Each record that follows is to be reproduced verbatim.
* * * * *
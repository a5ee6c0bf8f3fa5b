//! Round payload handed to the round consumer

use serde::{Deserialize, Serialize};

use super::Track;

/// One "guess the track" round.
///
/// `options` holds the target's name exactly once, every entry distinct.
/// Built fresh per request and never mutated afterwards.
#[derive(Debug, Clone, PartialEq, Serialize, Deserialize)]
#[serde(rename_all = "camelCase")]
pub struct RoundData {
    pub track_to_guess: Track,
    pub options: Vec<String>,
    pub correct_track_name: String,
}

impl RoundData {
    /// Whether `choice` is the correct answer.
    pub fn is_correct(&self, choice: &str) -> bool {
        choice == self.correct_track_name
    }
}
* * * * *
## EXERCISE RESULT
repository a5ee6c0bf8f3fa5b
//! Round payload handed to the round consumer

use serde::{Deserialize, Serialize};

use super::Track;

/// One "guess the track" round.
///
/// `options` holds the target's name exactly once, every entry distinct.
/// Built fresh per request and never mutated afterwards.
#[derive(Debug, Clone, PartialEq, Serialize, Deserialize)]
#[serde(rename_all = "camelCase")]
pub struct RoundData {
    pub track_to_guess: Track,
    pub options: Vec<String>,
    pub correct_track_name: String,
}

impl RoundData {
    /// Whether `choice` is the correct answer.
    pub fn is_correct(&self, choice: &str) -> bool {
        choice == self.correct_track_name
    }
}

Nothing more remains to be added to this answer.